Bu arada Milano’da en sevdiğim şeylerden biri ‘’Happy Hour’’ oldu. Bizi couchsurfer arkadaşımız apar topar bir bara götürmüştü happy hour var koşun bitecek,kaçıracağız diye.Biz ne ola ki bu nereye yetişiyoruz derken daha olayı kavrayamadan kendimizi yedikçe kalkıp birer tabak daha dolduran,ellerinde içkiler koyu muhabbete dalmış insan seli içinde bulduk.(Aklıma Cem Yılmaz’ın açık büfe muhabbeti gelmedi değil) Meğerse saat 18:00da başlayıp 21:30’a kadar süren bu happy hour içkinizi alıp ücretsiz konulan(ki genelde açık büfe gibi oluyor) çeşitli makarnalar, salatalar ve yemeklerden tabağınıza doldurup keyfini çıkartma saatleriymiş. Bu arada bir bira 4 euro civarında, ortamlar çok keyifli, yemekler çok lezzetli. Kaçırmayın Happy Hour’ları.

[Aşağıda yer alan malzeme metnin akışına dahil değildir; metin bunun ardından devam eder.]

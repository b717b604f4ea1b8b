fn main() {
    let target_os = std::env::var("CARGO_CFG_TARGET_OS").unwrap_or_default();
    let manifest_dir = std::env::var("CARGO_MANIFEST_DIR").unwrap();

    match target_os.as_str() {
        "linux" => {
            let script = format!("{}/linker/version_script.lds", manifest_dir);
            println!("cargo:rustc-cdylib-link-arg=-Wl,--version-script={}", script);
            println!("cargo:rerun-if-changed=linker/version_script.lds");
        }
        _ => {
            // Interposition via RTLD_NEXT is only wired up for Linux.
        }
    }
}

İkinci durak Verona. Romeo ve Juliet’in şehri.

İlk durak Juliet’in evi (Casa di Giulietta) O meşhur balkon karşılıyor hemen sizi. Şirin bir avlu gibi burası, Juliet’in heykeli ve hemen karşısında bir hediyelik eşya dükkanı ile. Girişteki duvarlar kalpler yazılar isimler dolu. Herkes Juliet’in bir göğsünü tutarak resim çektiriyordu, adettenmiş. Dokuna dokuna aşındırmışlar vallahi orayı, rengi solmuş, çok güldüm. Bahçeyi gezmek ücretsiz. Evin içine de giriliyor bu arada. Bu arada Romeo’nun evi diye geçen bir ev daha var yakınlarda, gitmişken onu da görün.

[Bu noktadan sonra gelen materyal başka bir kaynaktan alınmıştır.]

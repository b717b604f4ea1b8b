//! Side table for allocations that arrive before the dispatch table is
//! populated and before the tracker starts tracing.
//!
//! The dynamic loader itself allocates during symbol resolution; those
//! requests land here. Entries carry an 8-byte size prefix in front of the
//! user pointer instead of a full block header. The pool is only touched
//! before the host's worker threads exist, so it is single-threaded by
//! construction.

use crate::dispatch;
use crate::printer;
use core::cell::UnsafeCell;
use core::ffi::c_void;
use core::mem;
use core::ptr;

pub const CAPACITY: usize = 4096;

const SIZE_PREFIX: usize = mem::size_of::<usize>();

struct Pool {
    entries: [*mut c_void; CAPACITY],
    len: usize,
}

struct PoolHolder(UnsafeCell<Pool>);

unsafe impl Sync for PoolHolder {}

static POOL: PoolHolder = PoolHolder(UnsafeCell::new(Pool {
    entries: [ptr::null_mut(); CAPACITY],
    len: 0,
}));

/// Allocate untracked memory with a size prefix and record the user
/// pointer in the pool. Returns null while the dispatch table still
/// refuses to allocate.
///
/// # Safety
/// Single-threaded by construction (pre-main only).
pub unsafe fn allocate_untracked(size: usize) -> *mut c_void {
    let pool = &mut *POOL.0.get();
    if pool.len == CAPACITY {
        printer::fatal_abort("allocation", "malloc: out of initialization memory");
    }

    let raw = dispatch::malloc(size + SIZE_PREFIX);
    if raw.is_null() {
        return ptr::null_mut();
    }

    (raw as *mut usize).write(size);
    let user = (raw as *mut u8).add(SIZE_PREFIX) as *mut c_void;
    pool.entries[pool.len] = user;
    pool.len += 1;
    user
}

/// Release `pointer` if the pool owns it, compacting the table. Returns
/// false for pointers the pool has never seen.
///
/// # Safety
/// Single-threaded by construction.
pub unsafe fn free_untracked(pointer: *mut c_void) -> bool {
    let pool = &mut *POOL.0.get();
    for i in 0..pool.len {
        if pool.entries[i] == pointer {
            dispatch::free((pointer as *mut u8).sub(SIZE_PREFIX) as *mut c_void);
            pool.len -= 1;
            pool.entries.copy_within(i + 1..=pool.len, i);
            return true;
        }
    }
    false
}

/// The recorded size of a pool-owned pointer.
///
/// # Safety
/// Single-threaded by construction.
pub unsafe fn lookup_size(pointer: *mut c_void) -> Option<usize> {
    let pool = &*POOL.0.get();
    for i in 0..pool.len {
        if pool.entries[i] == pointer {
            return Some((pointer as *const u8).sub(SIZE_PREFIX).cast::<usize>().read());
        }
    }
    None
}

pub fn occupancy() -> usize {
    unsafe { (*POOL.0.get()).len }
}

Bir diğer durak Bra meydanı ve tabiki Arena. Yani Roma’nın arenası olamaz tabiki ama bu arena da oldukça güzel gözüküyordu. Giriş 6 euro. Karşısında cafeler var, insanlar kahve, şarap içiyor muhabbet ediyor. Hemen buranın devamında alışveriş sokakları(Via Mazzini diye geçer) sizi karşılıyor ve tabi bununla birlikte bir kalabalık. Ünlü mağazaların hepsi burada sıralanıyor. Ve bu alışveriş sokağını takip edip sona ulaştığınızda ise karşısınıza çıkacak olan yer Erbe meydanı. Burada tam ortada bir ufakça bir havuz var ve çevresi restoranlar ile kaplı. Çok şirin bir meydan. Ortada birsürü hediyelik eşya satan kurulmuş çadırımsı dükkanlar var. Bu arada temmuz ağustos aylarında Verona Opera Festivali var, onun da bilgisini geçeyim.

 Pietra köprüsü, Bra ve Signori meydanları da görülmesi gereken yerler. Şehir manzarası görmek isteyenler de Torre del Commune’e gidebilir. Metrolar ise 1.10 euro.